Spirited Away DVD review

April 19, 2003

Miyazaki's 'Spirited Away'

            Last month at the Academy Awards one of the best (and most deserving) wins of the night was in the Best Animated Feature category where the Japanese animated fantasy “Spirited Away” won over such popular American fare as “Lilo & Stitch” and “Ice Age”.  It was a sweet victory for a film so good it could have easily been nominated in either the Foreign film category or in the Best Picture category, and come to think, it probably should have.  But fans of director Hayao Miyazaki’s brilliant and sweet adventure rejoiced in the solitary Oscar, and now can rejoice even more because on Tuesday American distributor Disney did the film right by providing a nice double disk, wide screen DVD transfer.

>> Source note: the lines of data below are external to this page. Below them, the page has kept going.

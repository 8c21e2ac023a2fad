//! Crash-safe JSON artifacts
//!
//! Checkpoints, manifests, blob progress and url-mapping files are all JSON
//! documents on local disk. Writes go to a sibling temp file which is flushed,
//! synced and then renamed over the destination, so an interrupted write
//! leaves the previous valid document in place.

use crate::{Error, Result};
use serde::de::DeserializeOwned;
use serde::Serialize;
use std::path::{Path, PathBuf};
use tokio::fs;
use tokio::io::AsyncWriteExt;

/// Temp file used while replacing `path`
fn tmp_path_for(path: &Path) -> PathBuf {
    let mut name = path
        .file_name()
        .map(|n| n.to_os_string())
        .unwrap_or_default();
    name.push(".tmp");
    path.with_file_name(name)
}

/// Serialize `value` as pretty JSON and atomically replace `path` with it
pub async fn write_json_atomic<T: Serialize>(path: &Path, value: &T) -> Result<()> {
    if let Some(parent) = path.parent() {
        if !parent.as_os_str().is_empty() {
            fs::create_dir_all(parent).await?;
        }
    }

    let serialized = serde_json::to_vec_pretty(value)?;
    let tmp_path = tmp_path_for(path);

    let mut tmp = fs::File::create(&tmp_path).await?;
    tmp.write_all(&serialized).await?;
    tmp.flush().await?;
    tmp.sync_all().await?;
    drop(tmp);

    fs::rename(&tmp_path, path).await.map_err(|e| {
        Error::Internal(format!(
            "Failed to replace {} with {}: {}",
            path.display(),
            tmp_path.display(),
            e
        ))
    })?;

    tracing::trace!(path = %path.display(), bytes = serialized.len(), "Artifact written");
    Ok(())
}

/// Read a JSON artifact
///
/// Returns `Ok(None)` when the file does not exist. A file that exists but
/// does not parse is an error: callers must not mistake a damaged artifact for
/// a fresh start.
pub async fn read_json<T: DeserializeOwned>(path: &Path) -> Result<Option<T>> {
    let data = match fs::read(path).await {
        Ok(data) => data,
        Err(e) if e.kind() == std::io::ErrorKind::NotFound => return Ok(None),
        Err(e) => return Err(Error::Io(e)),
    };

    serde_json::from_slice(&data).map(Some).map_err(|e| {
        Error::InvalidInput(format!("Artifact {} is not valid: {}", path.display(), e))
    })
}

/// Remove an artifact (and any leftover temp file). Returns true if the
/// artifact existed.
pub async fn remove_artifact(path: &Path) -> Result<bool> {
    let _ = fs::remove_file(tmp_path_for(path)).await;
    match fs::remove_file(path).await {
        Ok(()) => Ok(true),
        Err(e) if e.kind() == std::io::ErrorKind::NotFound => Ok(false),
        Err(e) => Err(Error::Io(e)),
    }
}

#[cfg(test)]
mod tests {
    use super::*;
    use serde::Deserialize;

    #[derive(Debug, PartialEq, Serialize, Deserialize)]
    struct Doc {
        name: String,
        count: u32,
    }

    #[tokio::test]
    async fn test_write_then_read() {
        let dir = tempfile::tempdir().unwrap();
        let path = dir.path().join("state").join("doc.json");

        let doc = Doc { name: "cases".into(), count: 3 };
        write_json_atomic(&path, &doc).await.unwrap();

        let loaded: Option<Doc> = read_json(&path).await.unwrap();
        assert_eq!(loaded, Some(doc));
        assert!(!tmp_path_for(&path).exists());
    }

    #[tokio::test]
    async fn test_missing_file_reads_as_none() {
        let dir = tempfile::tempdir().unwrap();
        let loaded: Option<Doc> = read_json(&dir.path().join("absent.json")).await.unwrap();
        assert!(loaded.is_none());
    }

    #[tokio::test]
    async fn test_corrupt_file_is_an_error() {
        let dir = tempfile::tempdir().unwrap();
        let path = dir.path().join("doc.json");
        std::fs::write(&path, b"{\"name\": \"cas").unwrap();

        let result: Result<Option<Doc>> = read_json(&path).await;
        assert!(matches!(result, Err(Error::InvalidInput(_))));
    }

    #[tokio::test]
    async fn test_stale_temp_file_does_not_affect_previous_document() {
        let dir = tempfile::tempdir().unwrap();
        let path = dir.path().join("doc.json");
        write_json_atomic(&path, &Doc { name: "a".into(), count: 1 }).await.unwrap();

        // Simulate a crash halfway through the next write
        std::fs::write(tmp_path_for(&path), b"{\"na").unwrap();

        let loaded: Option<Doc> = read_json(&path).await.unwrap();
        assert_eq!(loaded, Some(Doc { name: "a".into(), count: 1 }));

        write_json_atomic(&path, &Doc { name: "b".into(), count: 2 }).await.unwrap();
        let loaded: Option<Doc> = read_json(&path).await.unwrap();
        assert_eq!(loaded, Some(Doc { name: "b".into(), count: 2 }));
    }

    #[tokio::test]
    async fn test_remove_artifact() {
        let dir = tempfile::tempdir().unwrap();
        let path = dir.path().join("doc.json");
        write_json_atomic(&path, &Doc { name: "a".into(), count: 1 }).await.unwrap();

        assert!(remove_artifact(&path).await.unwrap());
        assert!(!remove_artifact(&path).await.unwrap());
    }
}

            Disney finally realized how precious the film was after its Oscar triumph, and only recently re-released it into 800 theaters nationwide after poorly distributing it to limited cities last year.  Thankfully they caught on, and have put out a worthy DVD, which features both the original Japanese language sound track, and the very honorably dubbed American version, overseen by long time Miyazaki worshipper John Lasseter of Pixar.  The handful of extras focus on the animation and sound recording of such an immense feature animated film.

            “Spirited Away” is the most recent masterpiece in Hayao Miyazaki’s distinguished career.  For those unfamiliar with his work, Miyazaki is the leading animator of Japanese anime features, who, working with a close staff at his Studio Ghibli has produced some marvelous films including, among others, the classic “My Neighbor Totoro”, the fun “Kiki’s Delivery Service”, and the epic “Princess Mononoke”.  The man is beloved by critics, but especially by fellow animators who marvel at his amazing imagination and workmanlike work ethic, laying out all of his films in storyboards and proceeding in hand animation, rare in the computer age of animation.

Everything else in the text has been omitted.